TASK TO CARRY OUT: Output the number of lines in the entries below with the string "RoutePatternSource" in them, and nothing further.

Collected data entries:
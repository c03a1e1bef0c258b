//! Service-day time windows.
//!
//! Transit service days roll over at 04:00 local time, not midnight. A query
//! made at 01:30 is still part of "tonight's" service, while a query made in
//! the afternoon that finds nothing left to run must look at tomorrow's.
//!
//! The two fallback cases drive different user-facing messages, so the
//! window carries both `is_next_day` and `is_later_today`.

use chrono::{DateTime, Local, NaiveDate, NaiveDateTime, NaiveTime, TimeZone, Timelike};

use crate::config::WindowConfig;
use crate::domain::TimeWindow;

/// Computes query windows relative to a clock time.
#[derive(Debug, Clone, Default)]
pub struct TimeWindowCalculator {
    config: WindowConfig,
}

impl TimeWindowCalculator {
    pub fn new(config: WindowConfig) -> Self {
        Self { config }
    }

    /// Window for the current local time.
    pub fn calculate(&self, fetch_next_period: bool) -> TimeWindow {
        self.calculate_at(&Local::now(), fetch_next_period)
    }

    /// Window for an explicit clock time.
    ///
    /// - Default: `[now, now + lookahead)`.
    /// - Fallback before the rollover hour: `[now, next day @ rollover)`,
    ///   flagged as both next-day and later-today.
    /// - Fallback otherwise: `[next day @ rollover, +24h)`, next-day only.
    pub fn calculate_at<Tz: TimeZone>(
        &self,
        now: &DateTime<Tz>,
        fetch_next_period: bool,
    ) -> TimeWindow {
        let now_ms = now.timestamp_millis();

        if !fetch_next_period {
            return TimeWindow {
                start_time: now_ms,
                end_time: now_ms + self.config.lookahead().num_milliseconds(),
                is_next_day: false,
                is_later_today: false,
            };
        }

        let rollover = self.next_day_rollover(now).timestamp_millis();

        if self.is_early_morning_hours_at(now) {
            TimeWindow {
                start_time: now_ms,
                end_time: rollover,
                is_next_day: true,
                is_later_today: true,
            }
        } else {
            TimeWindow {
                start_time: rollover,
                end_time: rollover + chrono::Duration::hours(24).num_milliseconds(),
                is_next_day: true,
                is_later_today: false,
            }
        }
    }

    /// Whether the local time is before the service-day rollover.
    pub fn is_early_morning_hours(&self) -> bool {
        self.is_early_morning_hours_at(&Local::now())
    }

    pub fn is_early_morning_hours_at<Tz: TimeZone>(&self, now: &DateTime<Tz>) -> bool {
        now.hour() < self.config.service_day_start_hour
    }

    /// The rollover hour on the calendar day after `now`.
    fn next_day_rollover<Tz: TimeZone>(&self, now: &DateTime<Tz>) -> DateTime<Tz> {
        let today = now.date_naive();
        let tomorrow = today.succ_opt().unwrap_or(NaiveDate::MAX);
        let at = NaiveTime::from_hms_opt(self.config.service_day_start_hour, 0, 0)
            .unwrap_or(NaiveTime::MIN);
        resolve_local(&now.timezone(), tomorrow.and_time(at))
    }
}

/// Map a local wall-clock time onto the time zone.
///
/// Ambiguous times (DST fall-back) take the earlier instant. Times inside a
/// DST gap move forward by an hour.
fn resolve_local<Tz: TimeZone>(tz: &Tz, naive: NaiveDateTime) -> DateTime<Tz> {
    tz.from_local_datetime(&naive)
        .earliest()
        .or_else(|| {
            tz.from_local_datetime(&(naive + chrono::Duration::hours(1)))
                .earliest()
        })
        .unwrap_or_else(|| tz.from_utc_datetime(&naive))
}

/// Window for the current local time with the default configuration.
pub fn calculate_time_window(fetch_next_period: bool) -> TimeWindow {
    TimeWindowCalculator::default().calculate(fetch_next_period)
}

/// Whether the local time is before the default 04:00 rollover.
pub fn is_early_morning_hours() -> bool {
    TimeWindowCalculator::default().is_early_morning_hours()
}

#[cfg(test)]
mod tests {
    use super::*;
    use chrono::{FixedOffset, Utc};

    fn at(hour: u32, min: u32) -> DateTime<Utc> {
        Utc.with_ymd_and_hms(2024, 3, 15, hour, min, 0).unwrap()
    }

    fn ms(dt: DateTime<Utc>) -> i64 {
        dt.timestamp_millis()
    }

    #[test]
    fn default_window_is_three_hours_from_now() {
        let calc = TimeWindowCalculator::default();
        let now = at(10, 0);
        let w = calc.calculate_at(&now, false);

        assert_eq!(w.start_time, ms(now));
        assert_eq!(w.end_time, ms(at(13, 0)));
        assert!(!w.is_next_day);
        assert!(!w.is_later_today);
    }

    #[test]
    fn early_morning_fallback_is_later_today() {
        let calc = TimeWindowCalculator::default();
        let now = at(2, 0);
        let w = calc.calculate_at(&now, true);

        let end = Utc.with_ymd_and_hms(2024, 3, 16, 4, 0, 0).unwrap();
        assert_eq!(w.start_time, ms(now));
        assert_eq!(w.end_time, ms(end));
        assert!(w.is_next_day);
        assert!(w.is_later_today);
    }

    #[test]
    fn daytime_fallback_is_tomorrow() {
        let calc = TimeWindowCalculator::default();
        let w = calc.calculate_at(&at(10, 0), true);

        let start = Utc.with_ymd_and_hms(2024, 3, 16, 4, 0, 0).unwrap();
        let end = Utc.with_ymd_and_hms(2024, 3, 17, 4, 0, 0).unwrap();
        assert_eq!(w.start_time, ms(start));
        assert_eq!(w.end_time, ms(end));
        assert!(w.is_next_day);
        assert!(!w.is_later_today);
    }

    #[test]
    fn rollover_boundary() {
        let calc = TimeWindowCalculator::default();
        assert!(calc.is_early_morning_hours_at(&at(3, 59)));
        assert!(!calc.is_early_morning_hours_at(&at(4, 0)));
        assert!(calc.is_early_morning_hours_at(&at(0, 0)));
        assert!(!calc.is_early_morning_hours_at(&at(23, 59)));

        let w = calc.calculate_at(&at(4, 0), true);
        assert!(!w.is_later_today);
    }

    #[test]
    fn uses_local_hour_of_the_given_zone() {
        let calc = TimeWindowCalculator::default();
        // 06:00 UTC is 02:00 at UTC-4.
        let tz = FixedOffset::west_opt(4 * 3600).unwrap();
        let now = at(6, 0).with_timezone(&tz);
        assert!(calc.is_early_morning_hours_at(&now));

        let w = calc.calculate_at(&now, true);
        let end = tz.with_ymd_and_hms(2024, 3, 16, 4, 0, 0).unwrap();
        assert_eq!(w.end_time, end.timestamp_millis());
        assert!(w.is_later_today);
    }

    #[test]
    fn configured_rollover_and_lookahead() {
        let calc = TimeWindowCalculator::new(WindowConfig {
            lookahead_mins: 60,
            service_day_start_hour: 3,
        });
        let w = calc.calculate_at(&at(10, 0), false);
        assert_eq!(w.end_time - w.start_time, 3_600_000);

        assert!(!calc.is_early_morning_hours_at(&at(3, 30)));
        let w = calc.calculate_at(&at(10, 0), true);
        let start = Utc.with_ymd_and_hms(2024, 3, 16, 3, 0, 0).unwrap();
        assert_eq!(w.start_time, ms(start));
    }

    #[test]
    fn windows_are_valid() {
        let calc = TimeWindowCalculator::default();
        for hour in 0..24 {
            for next in [false, true] {
                assert!(calc.calculate_at(&at(hour, 30), next).validate().is_ok());
            }
        }
    }
}
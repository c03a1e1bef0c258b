//! Fixed-route timetables with service-day fallback.

mod fetcher;

pub use fetcher::{RouteData, RouteScheduleFetcher};
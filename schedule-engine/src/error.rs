//! Engine error taxonomy.
//!
//! Collaborator failures are converted into these kinds at the boundary of
//! the component that made the call. An empty-but-successful upstream
//! response is never an error: it is handled by policy (fallback window, or
//! a row with no route).

use crate::client::ClientError;
use crate::domain::DomainError;

/// Errors returned by the engine's public operations.
#[derive(Debug, Clone, PartialEq, Eq, thiserror::Error)]
pub enum EngineError {
    /// A collaborator could not be reached, failed, or timed out.
    #[error("{operation} unavailable: {message}")]
    UpstreamUnavailable {
        operation: &'static str,
        message: String,
    },

    /// Caller passed malformed input.
    #[error("invalid input: {0}")]
    InvalidInput(String),

    /// Result belongs to a superseded run of its slot.
    #[error("stale generation {generation} for slot {slot}")]
    StaleGeneration { slot: String, generation: u64 },
}

impl EngineError {
    /// Classify a collaborator failure.
    pub fn upstream(operation: &'static str, err: ClientError) -> Self {
        EngineError::UpstreamUnavailable {
            operation,
            message: err.to_string(),
        }
    }

    /// Whether this is an upstream outage, as opposed to a caller bug.
    pub fn is_upstream(&self) -> bool {
        matches!(self, EngineError::UpstreamUnavailable { .. })
    }
}

impl From<DomainError> for EngineError {
    fn from(err: DomainError) -> Self {
        EngineError::InvalidInput(err.to_string())
    }
}
//! Transit API HTTP client.
//!
//! Provides async methods for the provider's plan, pattern, timetable and
//! bike-share endpoints. Handles authentication, concurrency limiting, and
//! conversion to domain types.

use std::sync::Arc;

use chrono::{DateTime, Utc};
use reqwest::header::{HeaderMap, HeaderValue};
use serde::de::DeserializeOwned;
use tokio::sync::Semaphore;
use tracing::debug;

use crate::domain::{Coordinate, Itinerary, RoutePattern, Station, TimeWindow, Trip};
use crate::source::{NearbyStationSource, RoutePatternSource, RouteTimetableSource, TripPlanner};

use super::convert::{convert_pattern, convert_plan, convert_station, convert_trip};
use super::error::ClientError;
use super::types::{PatternDto, PlanResponse, StationDto, TripDto};

/// Default maximum concurrent requests.
const DEFAULT_MAX_CONCURRENT: usize = 8;

/// Configuration for the transit client.
#[derive(Debug, Clone)]
pub struct ClientConfig {
    /// API key for authentication
    pub api_key: String,
    /// Base URL of the provider
    pub base_url: String,
    /// Maximum concurrent requests
    pub max_concurrent: usize,
    /// Request timeout in seconds
    pub timeout_secs: u64,
}

impl ClientConfig {
    /// Create a new config for the given provider.
    pub fn new(base_url: impl Into<String>, api_key: impl Into<String>) -> Self {
        Self {
            api_key: api_key.into(),
            base_url: base_url.into().trim_end_matches('/').to_string(),
            max_concurrent: DEFAULT_MAX_CONCURRENT,
            timeout_secs: 30,
        }
    }

    /// Set maximum concurrent requests.
    pub fn with_max_concurrent(mut self, n: usize) -> Self {
        self.max_concurrent = n;
        self
    }

    /// Set request timeout.
    pub fn with_timeout(mut self, secs: u64) -> Self {
        self.timeout_secs = secs;
        self
    }
}

/// Transit API client.
///
/// Uses a semaphore to limit concurrent requests, since destination fan-out
/// can otherwise burst past the provider's rate limit.
#[derive(Debug, Clone)]
pub struct TransitClient {
    http: reqwest::Client,
    base_url: String,
    semaphore: Arc<Semaphore>,
}

impl TransitClient {
    /// Create a new client with the given configuration.
    pub fn new(config: ClientConfig) -> Result<Self, ClientError> {
        let mut headers = HeaderMap::new();

        let api_key = HeaderValue::from_str(&config.api_key).map_err(|_| ClientError::Api {
            status: 0,
            message: "Invalid API key format".to_string(),
        })?;
        headers.insert("x-api-key", api_key);

        let http = reqwest::Client::builder()
            .default_headers(headers)
            .timeout(std::time::Duration::from_secs(config.timeout_secs))
            .build()?;

        Ok(Self {
            http,
            base_url: config.base_url,
            semaphore: Arc::new(Semaphore::new(config.max_concurrent)),
        })
    }

    /// GET `path` with `query` and decode the JSON body.
    async fn get_json<T: DeserializeOwned>(
        &self,
        path: &str,
        query: &[(&str, String)],
    ) -> Result<T, ClientError> {
        let _permit = self
            .semaphore
            .acquire()
            .await
            .map_err(|_| ClientError::Api {
                status: 0,
                message: "Semaphore closed".to_string(),
            })?;

        let url = format!("{}{}", self.base_url, path);
        debug!(%url, "Transit API request");

        let response = self.http.get(&url).query(query).send().await?;
        let status = response.status();

        if status == reqwest::StatusCode::UNAUTHORIZED {
            return Err(ClientError::Unauthorized);
        }

        if status == reqwest::StatusCode::TOO_MANY_REQUESTS {
            return Err(ClientError::RateLimited);
        }

        if !status.is_success() {
            let body = response.text().await.unwrap_or_default();
            return Err(ClientError::Api {
                status: status.as_u16(),
                message: body,
            });
        }

        let body = response.text().await?;

        serde_json::from_str(&body).map_err(|e| ClientError::Json {
            message: e.to_string(),
            body: Some(body.chars().take(500).collect()),
        })
    }

    /// Plan a trip between two points.
    pub async fn plan_trip(
        &self,
        origin: Coordinate,
        destination: Coordinate,
        depart_after: DateTime<Utc>,
    ) -> Result<Vec<Itinerary>, ClientError> {
        let response: PlanResponse = self
            .get_json(
                "/plan",
                &[
                    ("fromPlace", origin.as_place()),
                    ("toPlace", destination.as_place()),
                    ("time", depart_after.timestamp_millis().to_string()),
                ],
            )
            .await?;

        if let Some(error) = &response.error {
            debug!(
                id = ?error.id,
                msg = error.msg.as_deref().unwrap_or(""),
                "Planner reported no path"
            );
        }

        Ok(convert_plan(&response))
    }

    /// List every pattern of a service.
    pub async fn get_patterns(
        &self,
        organization_id: &str,
        service_id: &str,
    ) -> Result<Vec<RoutePattern>, ClientError> {
        let path = format!("/organizations/{organization_id}/services/{service_id}/patterns");
        let patterns: Vec<PatternDto> = self.get_json(&path, &[]).await?;

        let patterns = patterns
            .iter()
            .map(convert_pattern)
            .collect::<Result<Vec<_>, _>>()?;
        Ok(patterns)
    }

    /// Trips of one route within `window`.
    pub async fn get_route_timetable(
        &self,
        organization_id: &str,
        service_id: &str,
        route_id: &str,
        window: TimeWindow,
    ) -> Result<Vec<Trip>, ClientError> {
        let path = format!(
            "/organizations/{organization_id}/services/{service_id}/routes/{route_id}/timetable"
        );
        let trips: Vec<TripDto> = self
            .get_json(
                &path,
                &[
                    ("startTime", window.start_time.to_string()),
                    ("endTime", window.end_time.to_string()),
                ],
            )
            .await?;

        Ok(trips.iter().map(convert_trip).collect())
    }

    /// Bike-share stations within `radius` metres of `origin`.
    pub async fn get_nearby_stations(
        &self,
        origin: Coordinate,
        radius: f64,
    ) -> Result<Vec<Station>, ClientError> {
        let stations: Vec<StationDto> = self
            .get_json(
                "/stations/nearby",
                &[
                    ("lat", origin.lat.to_string()),
                    ("lng", origin.lng.to_string()),
                    ("radius", radius.to_string()),
                ],
            )
            .await?;

        Ok(stations.iter().map(convert_station).collect())
    }
}

impl TripPlanner for TransitClient {
    async fn plan(
        &self,
        origin: Coordinate,
        destination: Coordinate,
        depart_after: DateTime<Utc>,
    ) -> Result<Vec<Itinerary>, ClientError> {
        self.plan_trip(origin, destination, depart_after).await
    }
}

impl RoutePatternSource for TransitClient {
    async fn list_patterns(
        &self,
        organization_id: &str,
        service_id: &str,
    ) -> Result<Vec<RoutePattern>, ClientError> {
        self.get_patterns(organization_id, service_id).await
    }
}

impl RouteTimetableSource for TransitClient {
    async fn get_timetable(
        &self,
        organization_id: &str,
        service_id: &str,
        route_id: &str,
        window: TimeWindow,
    ) -> Result<Vec<Trip>, ClientError> {
        self.get_route_timetable(organization_id, service_id, route_id, window)
            .await
    }
}

impl NearbyStationSource for TransitClient {
    async fn nearby(&self, origin: Coordinate, radius: f64) -> Result<Vec<Station>, ClientError> {
        self.get_nearby_stations(origin, radius).await
    }
}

ANSWER: 2